Guth's Grand Guess

Most people really want to know where we came from. We have evidence. We no longer have to rely on stories we were told when we were young'

By Brad Lemley, Larry Fink|Monday, April 01, 2002
RELATED TAGS: COSMOLOGY



Inflationary universes need not be natural, argues Guth (plotting the curving boundaries of hypothetical artificial universes against a space-time axis). In his view, an advanced race could harness the engines of inflation and create a whole cosmos from scratch. Indeed, our universe could be such a creation.
Where did everything come from? Don't say, "the Big Bang." To say that everything came from the Big Bang is like saying babies come from maternity wards—true in a narrow sense, but it hardly goes back far enough. Where did the stuff that went "bang" come from? What was it? Why did it bang?

Before Alan Guth came along, cosmologists seldom dared to guess.

The Big Bang theory, based on speculations dating back to 1922 and confirmed by astronomers in the 1960s, posited that the universe began as a minuscule fireball of extreme density and temperature and that it has been expanding and cooling ever since. But the theory said nothing about what came before or even during the split second when everything went bang. In December 1979 Guth, then 32 and an obscure physicist at the Stanford Linear Accelerator Center, emerged as the first scientist to offer a plausible description of the universe when it was less than one-hundredth of a second old.
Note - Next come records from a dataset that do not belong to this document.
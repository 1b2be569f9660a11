//! Command-template tokens.
//!
//! A token is literal text with `{name}` placeholders. `{{` and `}}` stand
//! for literal braces. Rendering substitutes values into the token as-is:
//! the result is always exactly one argument, never re-split or passed
//! through a shell.

use regex::Regex;
use std::sync::OnceLock;

#[derive(Debug, Clone, PartialEq, Eq)]
pub enum Segment {
    Literal(String),
    Placeholder(String),
}

fn name_re() -> &'static Regex {
    static RE: OnceLock<Regex> = OnceLock::new();
    RE.get_or_init(|| Regex::new(r"^[a-z][a-z0-9_-]*$").expect("valid regex"))
}

/// Placeholder and argument names: lowercase, starting with a letter.
pub fn is_valid_name(name: &str) -> bool {
    name_re().is_match(name)
}

/// Split a token into literal and placeholder segments.
pub fn parse(token: &str) -> Result<Vec<Segment>, String> {
    let mut segments = Vec::new();
    let mut literal = String::new();
    let mut chars = token.chars().peekable();

    while let Some(c) = chars.next() {
        match c {
            '{' if chars.peek() == Some(&'{') => {
                chars.next();
                literal.push('{');
            }
            '}' if chars.peek() == Some(&'}') => {
                chars.next();
                literal.push('}');
            }
            '{' => {
                let mut name = String::new();
                let mut closed = false;
                for n in chars.by_ref() {
                    if n == '}' {
                        closed = true;
                        break;
                    }
                    name.push(n);
                }
                if !closed {
                    return Err(format!("unclosed '{{' in token '{token}'"));
                }
                if !is_valid_name(&name) {
                    return Err(format!("invalid placeholder '{{{name}}}' in token '{token}'"));
                }
                if !literal.is_empty() {
                    segments.push(Segment::Literal(std::mem::take(&mut literal)));
                }
                segments.push(Segment::Placeholder(name));
            }
            '}' => return Err(format!("unmatched '}}' in token '{token}'")),
            other => literal.push(other),
        }
    }
    if !literal.is_empty() {
        segments.push(Segment::Literal(literal));
    }
    Ok(segments)
}

/// Placeholder names across `tokens`, in first-seen order, deduplicated.
/// Malformed tokens contribute nothing; they are rejected at registration.
pub fn placeholders<'a>(tokens: impl IntoIterator<Item = &'a str>) -> Vec<String> {
    let mut names: Vec<String> = Vec::new();
    for token in tokens {
        for seg in parse(token).unwrap_or_default() {
            if let Segment::Placeholder(name) = seg {
                if !names.contains(&name) {
                    names.push(name);
                }
            }
        }
    }
    names
}

/// Fill every placeholder in `token` via `lookup`. Returns the name of the
/// first placeholder `lookup` cannot fill.
pub fn render<'v>(
    token: &str,
    lookup: impl Fn(&str) -> Option<&'v str>,
) -> Result<String, RenderError> {
    let segments = parse(token).map_err(RenderError::Malformed)?;
    let mut out = String::with_capacity(token.len());
    for seg in segments {
        match seg {
            Segment::Literal(text) => out.push_str(&text),
            Segment::Placeholder(name) => match lookup(&name) {
                Some(value) => out.push_str(value),
                None => return Err(RenderError::Unfilled(name)),
            },
        }
    }
    Ok(out)
}

#[derive(Debug, Clone, PartialEq, Eq)]
pub enum RenderError {
    Malformed(String),
    Unfilled(String),
}

#[cfg(test)]
mod tests {
    use super::*;

    #[test]
    fn parses_literals_and_placeholders() {
        let segs = parse("{venv}/bin/python").unwrap();
        assert_eq!(
            segs,
            vec![
                Segment::Placeholder("venv".into()),
                Segment::Literal("/bin/python".into()),
            ]
        );
    }

    #[test]
    fn escaped_braces_are_literal() {
        let segs = parse("{{not}} a placeholder").unwrap();
        assert_eq!(segs, vec![Segment::Literal("{not} a placeholder".into())]);
    }

    #[test]
    fn rejects_malformed_tokens() {
        assert!(parse("{venv").is_err());
        assert!(parse("venv}").is_err());
        assert!(parse("{}").is_err());
        assert!(parse("{Bad Name}").is_err());
    }

    #[test]
    fn placeholders_are_deduplicated_in_order() {
        let names = placeholders(["{git}", "push", "{remote}", "{branch}", "{remote}"]);
        assert_eq!(names, vec!["git", "remote", "branch"]);
    }

    #[test]
    fn render_substitutes_without_splitting() {
        let out = render("-m={message}", |n| (n == "message").then_some("two words; rm -rf")).unwrap();
        assert_eq!(out, "-m=two words; rm -rf");
    }

    #[test]
    fn render_reports_unfilled() {
        let err = render("{missing}", |_| None).unwrap_err();
        assert_eq!(err, RenderError::Unfilled("missing".into()));
    }

    #[test]
    fn name_validation() {
        assert!(is_valid_name("venv"));
        assert!(is_valid_name("remote_url"));
        assert!(is_valid_name("max-count"));
        assert!(!is_valid_name("1st"));
        assert!(!is_valid_name("Message"));
        assert!(!is_valid_name(""));
    }
}
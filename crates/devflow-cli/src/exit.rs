//! Process exit codes.
//!
//! | code | meaning                                              |
//! |------|------------------------------------------------------|
//! | 0    | every attempted action succeeded                     |
//! | 1    | an action exited non-zero, or any other failure      |
//! | 2    | usage, resolution, or configuration error            |
//! | 3    | precondition not met                                 |
//! | 4    | command could not be launched                        |
//! | 5    | command timed out                                    |
//! | 130  | cancelled                                            |

use devflow_core::{ActionFailure, DevflowError, ExecutionResult};

pub const OK: i32 = 0;
pub const FAILURE: i32 = 1;
pub const USAGE: i32 = 2;
pub const PRECONDITION: i32 = 3;
pub const LAUNCH: i32 = 4;
pub const TIMEOUT: i32 = 5;
pub const CANCELLED: i32 = 130;

/// A failure whose details were already reported; `main` only exits.
#[derive(Debug, thiserror::Error)]
#[error("{message}")]
pub struct Exit {
    pub code: i32,
    pub message: String,
}

impl Exit {
    pub fn new(code: i32, message: impl Into<String>) -> Self {
        Self {
            code,
            message: message.into(),
        }
    }
}

pub fn for_failure(failure: &ActionFailure) -> i32 {
    match failure {
        ActionFailure::Exit { .. } | ActionFailure::Signal => FAILURE,
        ActionFailure::Precondition { .. } => PRECONDITION,
        ActionFailure::Launch { .. } => LAUNCH,
        ActionFailure::Timeout { .. } => TIMEOUT,
        ActionFailure::Cancelled => CANCELLED,
    }
}

/// The first failed result decides the code.
pub fn for_results(results: &[ExecutionResult]) -> i32 {
    results
        .iter()
        .find_map(|r| r.failure.as_ref())
        .map(for_failure)
        .unwrap_or(OK)
}

pub fn for_devflow(err: &DevflowError) -> i32 {
    match err.root_cause() {
        DevflowError::UnknownAction(_)
        | DevflowError::MissingArgument { .. }
        | DevflowError::UnexpectedArgument { .. }
        | DevflowError::DuplicateName(_)
        | DevflowError::InvalidTemplate { .. }
        | DevflowError::InvalidSequence { .. }
        | DevflowError::InvalidStep { .. }
        | DevflowError::InvalidValue { .. }
        | DevflowError::Yaml(_) => USAGE,
        DevflowError::Precondition { .. } => PRECONDITION,
        _ => FAILURE,
    }
}

/// Walk the error chain for something that carries a code.
pub fn for_error(err: &anyhow::Error) -> i32 {
    for cause in err.chain() {
        if let Some(exit) = cause.downcast_ref::<Exit>() {
            return exit.code;
        }
        if let Some(e) = cause.downcast_ref::<DevflowError>() {
            return for_devflow(e);
        }
    }
    FAILURE
}

#[cfg(test)]
mod tests {
    use super::*;
    use anyhow::Context;
    use devflow_core::Flag;

    #[test]
    fn resolution_errors_are_usage() {
        let err = anyhow::Error::new(DevflowError::UnknownAction("deploy".into()));
        assert_eq!(for_error(&err), USAGE);
        let err: anyhow::Error = Err::<(), _>(DevflowError::MissingArgument {
            action: "commit".into(),
            placeholder: "message".into(),
        })
        .context("failed to resolve")
        .unwrap_err();
        assert_eq!(for_error(&err), USAGE);
    }

    #[test]
    fn aborted_maps_through_to_precondition() {
        let err = anyhow::Error::new(DevflowError::Aborted {
            completed: Vec::new(),
            source: Box::new(DevflowError::Precondition {
                action: "remove".into(),
                missing: Flag::EnvInactive,
            }),
        });
        assert_eq!(for_error(&err), PRECONDITION);
    }

    #[test]
    fn explicit_exit_wins() {
        let err = anyhow::Error::new(Exit::new(TIMEOUT, "timed out"));
        assert_eq!(for_error(&err), TIMEOUT);
        assert_eq!(for_error(&anyhow::anyhow!("boom")), FAILURE);
    }

    #[test]
    fn failure_bands() {
        assert_eq!(for_failure(&ActionFailure::Exit { code: 7 }), FAILURE);
        assert_eq!(for_failure(&ActionFailure::Launch { message: String::new() }), LAUNCH);
        assert_eq!(for_failure(&ActionFailure::Timeout { after_ms: 1 }), TIMEOUT);
        assert_eq!(for_failure(&ActionFailure::Cancelled), CANCELLED);
        assert_eq!(for_results(&[]), OK);
    }
}
use serde::{Deserialize, Serialize};
use std::collections::{BTreeMap, BTreeSet};
use std::path::PathBuf;
use tokio::sync::{Mutex, MutexGuard};

use crate::types::{Effect, EnvLifecycle, Flag};

// ---------------------------------------------------------------------------
// SessionState
// ---------------------------------------------------------------------------

/// What the session knows about the developer environment.
#[derive(Debug, Clone, Default, PartialEq, Eq, Serialize, Deserialize)]
pub struct SessionState {
    pub env: EnvLifecycle,
    /// Path of the session's environment, recorded when it is created.
    #[serde(default, skip_serializing_if = "Option::is_none")]
    pub environment_path: Option<PathBuf>,
    #[serde(default, skip_serializing_if = "Option::is_none")]
    pub active_branch_hint: Option<String>,
    #[serde(default)]
    pub repository: bool,
}

impl SessionState {
    pub fn new() -> Self {
        Self::default()
    }

    /// Environment path while the environment is activated.
    pub fn active_environment_path(&self) -> Option<&PathBuf> {
        match self.env {
            EnvLifecycle::Activated => self.environment_path.as_ref(),
            _ => None,
        }
    }

    pub fn satisfies(&self, flag: Flag) -> bool {
        use EnvLifecycle::*;
        match flag {
            Flag::EnvAbsent => self.env == Uninitialized,
            Flag::EnvPresent => matches!(self.env, Created | Activated | Deactivated),
            Flag::EnvActive => self.env == Activated,
            Flag::EnvInactive => matches!(self.env, Created | Deactivated),
            Flag::Repository => self.repository,
            Flag::Branch => self.active_branch_hint.is_some(),
        }
    }

    /// Every flag that currently holds.
    pub fn flags(&self) -> BTreeSet<Flag> {
        Flag::all()
            .iter()
            .copied()
            .filter(|f| self.satisfies(*f))
            .collect()
    }

    /// The first flag in `requires` that does not hold.
    pub fn missing<'a>(&self, requires: impl IntoIterator<Item = &'a Flag>) -> Option<Flag> {
        requires.into_iter().copied().find(|f| !self.satisfies(*f))
    }

    /// Apply `effect`, reading `venv`/`branch` from the action's bound args.
    pub fn apply(&mut self, effect: Effect, args: &BTreeMap<String, String>) {
        match effect {
            Effect::CreateEnv => {
                self.env = EnvLifecycle::Created;
                self.environment_path = args.get("venv").map(PathBuf::from);
            }
            Effect::ActivateEnv => {
                self.env = EnvLifecycle::Activated;
                if self.environment_path.is_none() {
                    self.environment_path = args.get("venv").map(PathBuf::from);
                }
            }
            Effect::DeactivateEnv => self.env = EnvLifecycle::Deactivated,
            Effect::RemoveEnv => {
                self.env = EnvLifecycle::Removed;
                self.environment_path = None;
            }
            Effect::InitRepository => self.repository = true,
            Effect::SelectBranch => {
                if let Some(branch) = args.get("branch") {
                    self.active_branch_hint = Some(branch.clone());
                }
            }
        }
    }
}

// ---------------------------------------------------------------------------
// Session
// ---------------------------------------------------------------------------

/// One session: the unit of serialized state mutation.
///
/// Readers get copies through [`Session::snapshot`]. Only the sequencer
/// mutates the state, while holding the lock across its
/// check → run → apply region.
#[derive(Debug, Default)]
pub struct Session {
    initial: SessionState,
    state: Mutex<SessionState>,
}

impl Session {
    pub fn new(initial: SessionState) -> Self {
        Self {
            state: Mutex::new(initial.clone()),
            initial,
        }
    }

    pub async fn snapshot(&self) -> SessionState {
        self.state.lock().await.clone()
    }

    /// Reset to the state the session was created with.
    pub async fn teardown(&self) {
        let mut state = self.state.lock().await;
        *state = self.initial.clone();
        tracing::debug!("session torn down");
    }

    pub(crate) async fn lock(&self) -> MutexGuard<'_, SessionState> {
        self.state.lock().await
    }
}

#[cfg(test)]
mod tests {
    use super::*;

    fn venv_args() -> BTreeMap<String, String> {
        BTreeMap::from([("venv".to_string(), ".venv".to_string())])
    }

    #[test]
    fn lifecycle_flags() {
        let mut s = SessionState::new();
        assert_eq!(s.flags(), BTreeSet::from([Flag::EnvAbsent]));

        s.apply(Effect::CreateEnv, &venv_args());
        assert!(s.satisfies(Flag::EnvPresent));
        assert!(s.satisfies(Flag::EnvInactive));
        assert!(!s.satisfies(Flag::EnvActive));
        assert_eq!(s.environment_path, Some(PathBuf::from(".venv")));
        assert_eq!(s.active_environment_path(), None);

        s.apply(Effect::ActivateEnv, &venv_args());
        assert!(s.satisfies(Flag::EnvActive));
        assert!(!s.satisfies(Flag::EnvInactive));
        assert_eq!(s.active_environment_path(), Some(&PathBuf::from(".venv")));

        s.apply(Effect::DeactivateEnv, &venv_args());
        assert!(s.satisfies(Flag::EnvInactive));

        s.apply(Effect::RemoveEnv, &venv_args());
        assert_eq!(s.env, EnvLifecycle::Removed);
        assert!(s.environment_path.is_none());
    }

    #[test]
    fn removed_satisfies_no_environment_flag() {
        let s = SessionState {
            env: EnvLifecycle::Removed,
            ..Default::default()
        };
        for flag in [Flag::EnvAbsent, Flag::EnvPresent, Flag::EnvActive, Flag::EnvInactive] {
            assert!(!s.satisfies(flag), "{flag} should not hold after removal");
        }
    }

    #[test]
    fn no_lifecycle_effect_is_legal_from_removed() {
        let s = SessionState {
            env: EnvLifecycle::Removed,
            ..Default::default()
        };
        for effect in [Effect::CreateEnv, Effect::ActivateEnv, Effect::DeactivateEnv, Effect::RemoveEnv] {
            let guard = effect.guard().unwrap();
            assert!(!s.satisfies(guard), "{effect} should not leave Removed");
        }
        assert!(!SessionState::new().satisfies(Effect::ActivateEnv.guard().unwrap()));
    }

    #[test]
    fn missing_reports_first_unmet_flag() {
        let s = SessionState::new();
        let requires = BTreeSet::from([Flag::EnvAbsent, Flag::Repository]);
        assert_eq!(s.missing(&requires), Some(Flag::Repository));
    }

    #[test]
    fn select_branch_records_hint() {
        let mut s = SessionState::new();
        let args = BTreeMap::from([("branch".to_string(), "feature/x".to_string())]);
        s.apply(Effect::SelectBranch, &args);
        assert_eq!(s.active_branch_hint.as_deref(), Some("feature/x"));
        assert!(s.satisfies(Flag::Branch));
    }

    #[tokio::test]
    async fn snapshot_is_a_copy_and_teardown_restores() {
        let initial = SessionState {
            repository: true,
            ..Default::default()
        };
        let session = Session::new(initial.clone());
        {
            let mut guard = session.lock().await;
            guard.apply(Effect::CreateEnv, &venv_args());
        }
        let mut snap = session.snapshot().await;
        assert_eq!(snap.env, EnvLifecycle::Created);

        snap.env = EnvLifecycle::Removed;
        assert_eq!(session.snapshot().await.env, EnvLifecycle::Created);

        session.teardown().await;
        assert_eq!(session.snapshot().await, initial);
    }
}
use std::path::{Path, PathBuf};

/// Resolve the project root directory.
///
/// Priority:
/// 1. `--root` flag / `DEVFLOW_ROOT` env var (passed in as `explicit`)
/// 2. Walk upward from `cwd` looking for `.devflow/`
/// 3. Walk upward from `cwd` looking for `.git/`
/// 4. Fall back to `cwd`
pub fn resolve_root(explicit: Option<&Path>) -> PathBuf {
    if let Some(p) = explicit {
        return p.to_path_buf();
    }
    let cwd = std::env::current_dir().unwrap_or_else(|_| PathBuf::from("."));
    find_upward(&cwd, devflow_core::paths::DEVFLOW_DIR)
        .or_else(|| find_upward(&cwd, devflow_core::paths::GIT_DIR))
        .unwrap_or(cwd)
}

fn find_upward(start: &Path, marker: &str) -> Option<PathBuf> {
    start
        .ancestors()
        .find(|dir| dir.join(marker).is_dir())
        .map(Path::to_path_buf)
}

#[cfg(test)]
mod tests {
    use super::*;
    use tempfile::TempDir;

    #[test]
    fn explicit_root_wins() {
        let dir = TempDir::new().unwrap();
        assert_eq!(resolve_root(Some(dir.path())), dir.path());
    }

    #[test]
    fn finds_nearest_marker_above() {
        let dir = TempDir::new().unwrap();
        std::fs::create_dir_all(dir.path().join(".devflow")).unwrap();
        let deep = dir.path().join("src/deep");
        std::fs::create_dir_all(&deep).unwrap();
        assert_eq!(find_upward(&deep, ".devflow"), Some(dir.path().to_path_buf()));
        assert_eq!(find_upward(&deep, ".git-nowhere"), None);
    }
}
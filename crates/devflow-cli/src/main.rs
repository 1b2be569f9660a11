mod cmd;
mod exit;
mod output;
mod probe;
mod root;
mod workspace;

use clap::{Parser, Subcommand};
use cmd::{actions::ActionsSubcommand, config::ConfigSubcommand};
use devflow_core::Reentry;
use std::path::PathBuf;
use workspace::Overrides;

#[derive(Parser)]
#[command(
    name = "devflow",
    about = "Run virtualenv and git chores as supervised, state-checked actions",
    version,
    propagate_version = true
)]
struct Cli {
    /// Project root (default: auto-detect from .devflow/ or .git/)
    #[arg(long, global = true, env = "DEVFLOW_ROOT")]
    root: Option<PathBuf>,

    /// Output as JSON
    #[arg(long, global = true, short = 'j')]
    json: bool,

    /// Log at debug level
    #[arg(long, global = true, short = 'v')]
    verbose: bool,

    /// Per-action timeout in seconds (0 = none); overrides config
    #[arg(long, global = true, value_name = "SECS")]
    timeout: Option<u64>,

    /// Virtual environment directory; overrides config
    #[arg(long, global = true, value_name = "DIR")]
    venv: Option<String>,

    /// Behaviour when an action's target state already holds: strict or idempotent
    #[arg(long, global = true, value_name = "MODE")]
    reentry: Option<Reentry>,

    #[command(subcommand)]
    command: Commands,
}

#[derive(Subcommand)]
enum Commands {
    /// Create .devflow/ with a default config and a sample sequence
    Init {
        /// Overwrite an existing config.yaml
        #[arg(long)]
        force: bool,
    },

    /// Run one action
    Run {
        /// Action name (see `devflow actions`)
        action: String,
        /// Arguments as key=value, or bare values filling parameters in order
        #[arg(trailing_var_arg = true, allow_hyphen_values = true)]
        args: Vec<String>,
    },

    /// Run a sequence file (text or YAML)
    RunSequence {
        file: PathBuf,
        /// Keep going after failures and report every result
        #[arg(long = "continue")]
        keep_going: bool,
        /// Resolve and check preconditions without running anything
        #[arg(long)]
        check: bool,
    },

    /// List or inspect registered actions
    Actions {
        #[command(subcommand)]
        subcommand: Option<ActionsSubcommand>,
    },

    /// Show the session state probed from the project directory
    State,

    /// Check that configured tools are on PATH
    Doctor,

    /// Validate or print the configuration
    Config {
        #[command(subcommand)]
        subcommand: ConfigSubcommand,
    },
}

fn main() {
    let cli = Cli::parse();

    let default_level = if cli.verbose {
        tracing::Level::DEBUG
    } else {
        tracing::Level::WARN
    };

    tracing_subscriber::fmt()
        .with_env_filter(
            tracing_subscriber::EnvFilter::from_default_env().add_directive(default_level.into()),
        )
        .with_writer(std::io::stderr)
        .with_target(false)
        .init();

    let root = root::resolve_root(cli.root.as_deref());
    let overrides = Overrides {
        timeout_seconds: cli.timeout,
        venv: cli.venv,
        reentry: cli.reentry,
    };
    let json = cli.json;

    let result = match cli.command {
        Commands::Init { force } => cmd::init::run(&root, force),
        Commands::Run { action, args } => cmd::run::run(&root, &overrides, &action, &args, json),
        Commands::RunSequence {
            file,
            keep_going,
            check,
        } => cmd::sequence::run(&root, &overrides, &file, keep_going, check, json),
        Commands::Actions { subcommand } => cmd::actions::run(&root, &overrides, subcommand, json),
        Commands::State => cmd::state::run(&root, &overrides, json),
        Commands::Doctor => cmd::doctor::run(&root, &overrides, json),
        Commands::Config { subcommand } => cmd::config::run(&root, subcommand, json),
    };

    if let Err(e) = result {
        // Print the full error chain (anyhow's alternate Display)
        eprintln!("error: {e:#}");
        std::process::exit(exit::for_error(&e));
    }
}
#[cfg(test)]
mod tests {
    use super::*;

    fn args(pairs: &[(&str, &str)]) -> BTreeMap<String, String> {
        pairs
            .iter()
            .map(|(k, v)| (k.to_string(), v.to_string()))
            .collect()
    }

    fn registry() -> Registry {
        let mut reg = Registry::with_vars(args(&[("git", "git")]));
        reg.register(
            ActionDescriptor::new("commit", "Commit staged changes", &["{git}", "commit", "-m", "{message}"])
                .requires(Flag::Repository),
        )
        .unwrap();
        reg.register(
            ActionDescriptor::new("push", "Push a branch", &["{git}", "push", "{remote}", "{branch}"])
                .default_arg("remote", "origin")
                .default_arg("branch", "HEAD"),
        )
        .unwrap();
        reg
    }

    #[test]
    fn duplicate_name_rejected() {
        let mut reg = registry();
        let err = reg
            .register(ActionDescriptor::new("commit", "", &["true"]))
            .unwrap_err();
        assert!(matches!(err, DevflowError::DuplicateName(n) if n == "commit"));
    }

    #[test]
    fn malformed_template_rejected() {
        let mut reg = Registry::new();
        let err = reg
            .register(ActionDescriptor::new("bad", "", &["echo", "{oops"]))
            .unwrap_err();
        assert!(matches!(err, DevflowError::InvalidTemplate { .. }));

        let err = reg.register(ActionDescriptor::new("empty", "", &[])).unwrap_err();
        assert!(matches!(err, DevflowError::InvalidTemplate { .. }));

        let err = reg
            .register(ActionDescriptor::new("stray", "", &["echo"]).default_arg("nope", "x"))
            .unwrap_err();
        assert!(matches!(err, DevflowError::InvalidTemplate { .. }));
    }

    #[test]
    fn unknown_action() {
        let err = registry().resolve("deploy", &BTreeMap::new()).unwrap_err();
        assert!(matches!(err, DevflowError::UnknownAction(n) if n == "deploy"));
    }

    #[test]
    fn missing_argument_names_placeholder() {
        let err = registry().resolve("commit", &BTreeMap::new()).unwrap_err();
        match err {
            DevflowError::MissingArgument { action, placeholder } => {
                assert_eq!(action, "commit");
                assert_eq!(placeholder, "message");
            }
            other => panic!("expected MissingArgument, got {other:?}"),
        }
    }

    #[test]
    fn resolve_fills_vars_defaults_and_args() {
        let reg = registry();
        let resolved = reg.resolve("push", &args(&[("branch", "main")])).unwrap();
        assert_eq!(resolved.argv, vec!["git", "push", "origin", "main"]);
        assert_eq!(resolved.args.get("remote").map(String::as_str), Some("origin"));
        assert_eq!(resolved.args.get("git").map(String::as_str), Some("git"));
    }

    #[test]
    fn supplied_args_override_vars() {
        let reg = registry();
        let resolved = reg
            .resolve("commit", &args(&[("message", "wip"), ("git", "/usr/bin/git")]))
            .unwrap();
        assert_eq!(resolved.argv[0], "/usr/bin/git");
    }

    #[test]
    fn unknown_named_argument_rejected() {
        let err = registry()
            .resolve("commit", &args(&[("mesage", "typo")]))
            .unwrap_err();
        assert!(matches!(err, DevflowError::UnexpectedArgument { .. }));
    }

    #[test]
    fn required_args_excludes_defaults_and_vars() {
        let reg = registry();
        assert_eq!(reg.required_args("commit").unwrap(), vec!["message"]);
        assert!(reg.required_args("push").unwrap().is_empty());
        assert_eq!(reg.parameters("push").unwrap(), vec!["remote", "branch"]);
    }

    #[test]
    fn resolve_step_binds_positional_in_order() {
        let reg = registry();
        let step = Step::new("push").positional("upstream").positional("feature");
        let resolved = reg.resolve_step(&step).unwrap();
        assert_eq!(resolved.argv, vec!["git", "push", "upstream", "feature"]);

        let step = Step::new("push").arg("remote", "upstream").positional("feature");
        let resolved = reg.resolve_step(&step).unwrap();
        assert_eq!(resolved.argv, vec!["git", "push", "upstream", "feature"]);
    }

    #[test]
    fn resolve_step_rejects_extra_positional() {
        let step = Step::new("commit").positional("one").positional("two");
        let err = registry().resolve_step(&step).unwrap_err();
        assert!(matches!(err, DevflowError::UnexpectedArgument { value, .. } if value == "two"));
    }

    #[test]
    fn resolve_step_binds_unknown_key_value_positionally() {
        let step = Step::from_tokens("commit", &["wip=done"]);
        let resolved = registry().resolve_step(&step).unwrap();
        assert_eq!(resolved.argv, vec!["git", "commit", "-m", "wip=done"]);

        let step = Step::from_tokens("push", &["branch=main", "upstream"]);
        let resolved = registry().resolve_step(&step).unwrap();
        assert_eq!(resolved.argv, vec!["git", "push", "upstream", "main"]);
    }

    #[test]
    fn descriptor_yaml_roundtrip() {
        let desc = ActionDescriptor::new("lint", "Run the linter", &["{venv}/bin/ruff", "check", "{path}"])
            .default_arg("path", ".")
            .requires(Flag::EnvActive);
        let yaml = serde_yaml::to_string(&desc).unwrap();
        assert!(yaml.contains("env-active"));
        let parsed: ActionDescriptor = serde_yaml::from_str(&yaml).unwrap();
        assert_eq!(parsed, desc);
    }
}
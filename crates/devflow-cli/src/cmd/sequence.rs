use crate::exit::{self, Exit};
use crate::output::{failure_summary, print_json, print_results, SequenceReport};
use crate::workspace::{self, Overrides, Workspace};
use anyhow::Context;
use devflow_core::plan;
use devflow_core::sequence_file::SequenceFile;
use devflow_core::{DevflowError, FailurePolicy, Session};
use std::path::Path;

/// `devflow run-sequence <file> [--continue] [--check]`
pub fn run(
    root: &Path,
    overrides: &Overrides,
    file: &Path,
    keep_going: bool,
    check_only: bool,
    json: bool,
) -> anyhow::Result<()> {
    let ws = Workspace::load(root, overrides)?;
    let sequence = SequenceFile::load(file)
        .with_context(|| format!("failed to read sequence file {}", file.display()))?;
    let policy = if keep_going {
        FailurePolicy::ContinueCollecting
    } else {
        sequence.policy.unwrap_or(ws.config.failure_policy)
    };
    let sequencer = ws.sequencer()?;
    let initial = ws.probe();

    if check_only {
        let actions = sequencer.resolve(&sequence.steps)?;
        if let Err(miss) = plan::check(&initial, &actions, ws.reentry) {
            let step = miss.step + 1;
            return Err(anyhow::Error::new(DevflowError::from(miss))
                .context(format!("step {step} cannot run")));
        }
        if json {
            print_json(&serde_json::json!({
                "ok": true,
                "policy": policy,
                "steps": actions.iter().map(|a| &a.argv).collect::<Vec<_>>(),
            }))?;
        } else {
            for (i, action) in actions.iter().enumerate() {
                println!("{:>3}. {:<16} {}", i + 1, action.name, action.argv.join(" "));
            }
            println!("Plan OK: {} step(s), policy {policy}", actions.len());
        }
        return Ok(());
    }

    let session = Session::new(initial);
    let steps = sequence.steps;
    let outcome = workspace::block_on(|cancel| async move {
        sequencer.run_sequence(&session, &steps, policy, &cancel).await
    })?;

    match outcome {
        Ok(results) => {
            report(policy, &results, None, json)?;
            match exit::for_results(&results) {
                exit::OK => Ok(()),
                code => Err(Exit::new(code, failure_summary(&results)).into()),
            }
        }
        Err(DevflowError::Aborted { completed, source }) => {
            report(policy, &completed, Some(source.to_string()), json)?;
            Err(anyhow::Error::new(*source).context(format!(
                "sequence stopped after {} action(s)",
                completed.len()
            )))
        }
        Err(e) => Err(e.into()),
    }
}

fn report(
    policy: FailurePolicy,
    results: &[devflow_core::ExecutionResult],
    error: Option<String>,
    json: bool,
) -> anyhow::Result<()> {
    if json {
        print_json(&SequenceReport {
            policy,
            results,
            error,
        })
    } else {
        print_results(results);
        Ok(())
    }
}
During an unimaginably explosive period between 10-37 second and 10-34 second after its birth, Guth said, the universe expanded at a rate that kept doubling before beginning to settle down to the more sedate expansion originally described by the Big Bang theory.

Guth's theory of inflation—the name he coined for this superfast early-universe expansion—has since vanquished every theoretical challenge and grown stronger with each new cosmological finding, including the latest, largest one: that the universe's expansion rate, long thought to be slowing, is actually accelerating. "There's no competition, but that's not for lack of trying," says cosmologist Alexander Vilenkin of Tufts University. "Many people have tried to develop a model that addresses the same problems, and they have failed." Guth's reputation has ascended with the theory: He has gone from an underemployed postdoc to cosmology's leading man. In April of last year, he received the Benjamin Franklin Medal in physics, often a precursor to the Nobel Prize.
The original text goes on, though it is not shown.